Leading up to our departure, I was consumed with anxiety. It devoured my thinking and pulsed through my body with every breath I took. The Unknown has always sparked my nerves and quite frankly inhibited many opportunities I have been given in life. About a week before our endeavor, I contemplated backing out of the trip, and had there not been a financial obligation, I would have. Thankfully—and I deeply mean that—I decided to pull myself together and get on that first plane of many towards the biggest adventure of my life thus far. Needless to say, after not having a panic attack, contracting deep vein thrombosis, or dying, I was pumped for the rest of the trip.
We landed in Nepal on January 7. My morale skyrocketed after meeting Claire, a representative for PEPY Tours https://www.facebook.com/pepytours, which was the company we worked with. She was so genuinely excited to see all of us that the difficulties of traveling seemed to fade away. That night, Claire and two other PEPY workers led a few ceremonies to help connect us to Nepal and each other. It’s difficult to express how meaningful this night was for me. To be able to shed away all the walls that are built up when surrounded by peers and just simply be vulnerable with each other was amazing.
We woke up early the next morning to begin our adventures. I can’t possibly fit in all the wonderful experiences that I was exposed to in this short article, but I want to touch on my time at the Ashram. For those unaware, an Ashram is a place of solace for orphans and troubled kids who have nowhere else to go. These children are able to live, eat, and attend school completely free in exchange for working within the community. All the Scholars were welcomed with open arms by the founder, Swami Ji. We were able to hear his life story and the story of the Ashram’s beginning. Swami Ji endured trials throughout his life that could cast a great shadow over mine; however, he stood resilient and proud of them. Clearly, he didn’t spend a second worrying about his past and the bad it held, but rather the positivity and good vibes of the people around him.
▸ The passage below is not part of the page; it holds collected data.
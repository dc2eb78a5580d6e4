//! WeWorkRemotely category listings.
//!
//! The board has no search endpoint, so the programming categories are
//! fetched and filtered locally by the search term.

use super::{clean_text, fetch_text, first_text, selector, SiteScraper};
use crate::salary::extract_salary_range;
use async_trait::async_trait;
use chrono::{DateTime, Duration as ChronoDuration, NaiveDate, Utc};
use common::{JobRecord, JobType, SalarySource, ScrapeError, ScrapeRequest, Site};
use reqwest::Client;
use scraper::{ElementRef, Html, Selector};
use std::collections::HashSet;
use std::sync::LazyLock;
use std::time::Duration;
use tracing::{debug, info, warn};

const BASE_URL: &str = "https://weworkremotely.com";

const CATEGORY_URLS: [&str; 4] = [
    "https://weworkremotely.com/remote-software-developer-jobs",
    "https://weworkremotely.com/categories/remote-full-stack-programming-jobs",
    "https://weworkremotely.com/categories/remote-back-end-programming-jobs",
    "https://weworkremotely.com/categories/remote-front-end-programming-jobs",
];

struct ListingSelectors {
    job: Selector,
    title: Selector,
    company: Selector,
    region: Selector,
    link: Selector,
    category: Selector,
    age: Selector,
    time: Selector,
}

static SELECTORS: LazyLock<ListingSelectors> = LazyLock::new(|| ListingSelectors {
    job: selector("li.feature, .new-listing-container"),
    title: selector(".new-listing__header__title"),
    company: selector(".new-listing__company-name"),
    region: selector(".new-listing__company-headquarters"),
    link: selector(".listing-link--unlocked, ._blank"),
    category: selector(".new-listing__categories__category"),
    age: selector(".new-listing__header__icons__date"),
    time: selector("time"),
});

pub struct WeWorkRemotelyScraper {
    client: Client,
    page_delay: Duration,
}

impl WeWorkRemotelyScraper {
    pub fn new(client: Client, page_delay: Duration) -> Self {
        Self { client, page_delay }
    }
}

#[async_trait]
impl SiteScraper for WeWorkRemotelyScraper {
    fn site(&self) -> Site {
        Site::WeWorkRemotely
    }

    async fn scrape(&self, request: &ScrapeRequest) -> Result<Vec<JobRecord>, ScrapeError> {
        let today = Utc::now().date_naive();
        let mut jobs: Vec<JobRecord> = Vec::new();
        let mut seen_urls: HashSet<String> = HashSet::new();

        for (i, url) in CATEGORY_URLS.iter().enumerate() {
            if jobs.len() >= request.results_wanted {
                break;
            }
            if i > 0 {
                tokio::time::sleep(self.page_delay).await;
            }

            // A single broken category should not sink the other three.
            let html = match fetch_text(&self.client, Site::WeWorkRemotely, url, &[]).await {
                Ok(html) => html,
                Err(e) => {
                    warn!(url, error = %e, "skipping WeWorkRemotely category");
                    continue;
                }
            };
            debug!(url, bytes = html.len(), "fetched WeWorkRemotely category");

            for job in parse_listing_page(&html, today) {
                if !matches_search(&job, &request.search_term)
                    || !is_recent(job.date_posted, today, request.hours_old)
                {
                    continue;
                }
                // The same job may appear on multiple category pages.
                if seen_urls.insert(job.job_url.clone()) {
                    jobs.push(job);
                }
            }
        }

        jobs.truncate(request.results_wanted);
        info!(count = jobs.len(), "WeWorkRemotely search finished");
        Ok(jobs)
    }
}

/// Parses the listings of one category page. `today` anchors relative ages
/// such as "3d".
pub fn parse_listing_page(html: &str, today: NaiveDate) -> Vec<JobRecord> {
    let document = Html::parse_document(html);
    document
        .select(&SELECTORS.job)
        .filter_map(|element| parse_listing(&element, today))
        .collect()
}

fn parse_listing(element: &ElementRef<'_>, today: NaiveDate) -> Option<JobRecord> {
    let s = &*SELECTORS;

    let title = first_text(element, &s.title)?;
    let href = element
        .select(&s.link)
        .next()
        .and_then(|el| el.value().attr("href"))?;
    let job_url = if href.starts_with("http") {
        href.to_string()
    } else {
        format!("{BASE_URL}{href}")
    };

    let mut job = JobRecord::new(Site::WeWorkRemotely, title, job_url);
    job.company = first_text(element, &s.company);
    job.location = Some(first_text(element, &s.region).unwrap_or_else(|| "Remote".to_string()));
    job.is_remote = Some(true);

    let categories: Vec<String> = element
        .select(&s.category)
        .map(|el| clean_text(&el.text().collect::<String>()))
        .collect();
    job.job_type = categories
        .iter()
        .filter_map(|label| JobType::from_label(label))
        .collect();

    if let Some(salary) = categories.iter().find_map(|label| extract_salary_range(label)) {
        job.min_amount = Some(salary.min);
        job.max_amount = Some(salary.max);
        job.interval = salary.interval;
        job.currency = salary.currency;
        job.salary_source = Some(SalarySource::DirectData);
    }

    job.date_posted = element
        .select(&s.time)
        .next()
        .and_then(|t| t.value().attr("datetime"))
        .and_then(|d| DateTime::parse_from_rfc3339(d).ok())
        .map(|dt| dt.date_naive())
        .or_else(|| first_text(element, &s.age).and_then(|age| date_from_age(&age, today)));

    let full_text = clean_text(&element.text().collect::<Vec<_>>().join(" "));
    job.description = Some(full_text);
    Some(job)
}

// "3d" -> three days before today; "New" and "Today" -> today.
fn date_from_age(age: &str, today: NaiveDate) -> Option<NaiveDate> {
    let age = age.trim().to_lowercase();
    if age == "new" || age == "today" {
        return Some(today);
    }
    let days: i64 = age.strip_suffix('d')?.trim().parse().ok()?;
    today.checked_sub_signed(ChronoDuration::days(days))
}

fn matches_search(job: &JobRecord, search_term: &str) -> bool {
    let haystack = format!(
        "{} {} {}",
        job.title,
        job.company.as_deref().unwrap_or_default(),
        job.description.as_deref().unwrap_or_default()
    )
    .to_lowercase();
    search_term
        .split_whitespace()
        .all(|word| haystack.contains(&word.to_lowercase()))
}

// Listings without a date are kept.
fn is_recent(date_posted: Option<NaiveDate>, today: NaiveDate, hours_old: u32) -> bool {
    match date_posted {
        Some(date) if hours_old > 0 => {
            let max_days = i64::from(hours_old.div_ceil(24));
            (today - date).num_days() <= max_days
        }
        _ => true,
    }
}

#[cfg(test)]
mod tests {
    use super::*;
    use common::CompensationInterval;

    const PAGE: &str = r#"
<html><body><section class="jobs"><ul>
  <li class="new-listing-container feature">
    <a class="listing-link--unlocked" href="/remote-jobs/acme-senior-rust-engineer">
      <div class="new-listing">
        <div class="new-listing__header">
          <h4 class="new-listing__header__title">Senior Rust Engineer</h4>
          <p class="new-listing__header__icons__date">3d</p>
        </div>
        <p class="new-listing__company-name">Acme Corp</p>
        <p class="new-listing__company-headquarters">Anywhere in the World</p>
        <div class="new-listing__categories">
          <p class="new-listing__categories__category">Full-Time</p>
          <p class="new-listing__categories__category">$100,000 or more USD</p>
        </div>
      </div>
    </a>
  </li>
  <li class="new-listing-container">
    <a class="listing-link--unlocked" href="https://weworkremotely.com/remote-jobs/globex-frontend-dev">
      <h4 class="new-listing__header__title">Frontend Developer</h4>
      <time datetime="2024-05-01T10:00:00Z"></time>
      <p class="new-listing__company-name">Globex</p>
      <p class="new-listing__categories__category">Contract</p>
    </a>
  </li>
  <li class="view-all"><a href="/categories/all">View all</a></li>
</ul></section></body></html>
"#;

    fn today() -> NaiveDate {
        NaiveDate::from_ymd_opt(2024, 5, 17).unwrap()
    }

    #[test]
    fn test_parse_listing_page() {
        let jobs = parse_listing_page(PAGE, today());
        assert_eq!(jobs.len(), 2);

        let rust = &jobs[0];
        assert_eq!(rust.title, "Senior Rust Engineer");
        assert_eq!(
            rust.job_url,
            "https://weworkremotely.com/remote-jobs/acme-senior-rust-engineer"
        );
        assert_eq!(rust.company.as_deref(), Some("Acme Corp"));
        assert_eq!(rust.location.as_deref(), Some("Anywhere in the World"));
        assert_eq!(rust.job_type, vec![JobType::FullTime]);
        assert_eq!(rust.min_amount, Some(100000.0));
        assert_eq!(rust.currency.as_deref(), Some("USD"));
        assert_eq!(rust.interval, Some(CompensationInterval::Yearly));
        assert_eq!(rust.date_posted, NaiveDate::from_ymd_opt(2024, 5, 14));
        assert_eq!(rust.is_remote, Some(true));

        let frontend = &jobs[1];
        assert_eq!(frontend.location.as_deref(), Some("Remote"));
        assert_eq!(frontend.job_type, vec![JobType::Contract]);
        assert_eq!(frontend.min_amount, None);
        assert_eq!(frontend.date_posted, NaiveDate::from_ymd_opt(2024, 5, 1));
    }

    #[test]
    fn test_matches_search_needs_every_word() {
        let jobs = parse_listing_page(PAGE, today());
        assert!(matches_search(&jobs[0], "rust engineer"));
        assert!(matches_search(&jobs[0], "ACME"));
        assert!(!matches_search(&jobs[0], "rust frontend"));
    }

    #[test]
    fn test_is_recent() {
        let date = NaiveDate::from_ymd_opt(2024, 5, 14);
        assert!(is_recent(date, today(), 72));
        assert!(!is_recent(date, today(), 48));
        assert!(is_recent(None, today(), 24));
        assert!(is_recent(date, today(), 0));
    }

    #[test]
    fn test_date_from_age() {
        assert_eq!(date_from_age("New", today()), Some(today()));
        assert_eq!(date_from_age("10d", today()), NaiveDate::from_ymd_opt(2024, 5, 7));
        assert_eq!(date_from_age("featured", today()), None);
    }
}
I have struggled for the longest time with not letting go of my past; it has haunted me for as long as I can remember, and it would have continued to haunt me had I never encountered the greatness of Swami Ji. His resilience inspired me to accept the past—accept that it happened and that it has shaped the person I am today—but to move on and accomplish great things with the time I have left. Spending a second worrying about the past is wasting a second in the present, and for this realization I want to seriously, greatly, and epically thank Swami Ji.
All that I have learned from my trip would not have been possible if it weren’t for Amarillo College and their investment in me as a student. This time in my life will forever be held close to my heart, and I can’t thank AC enough for that.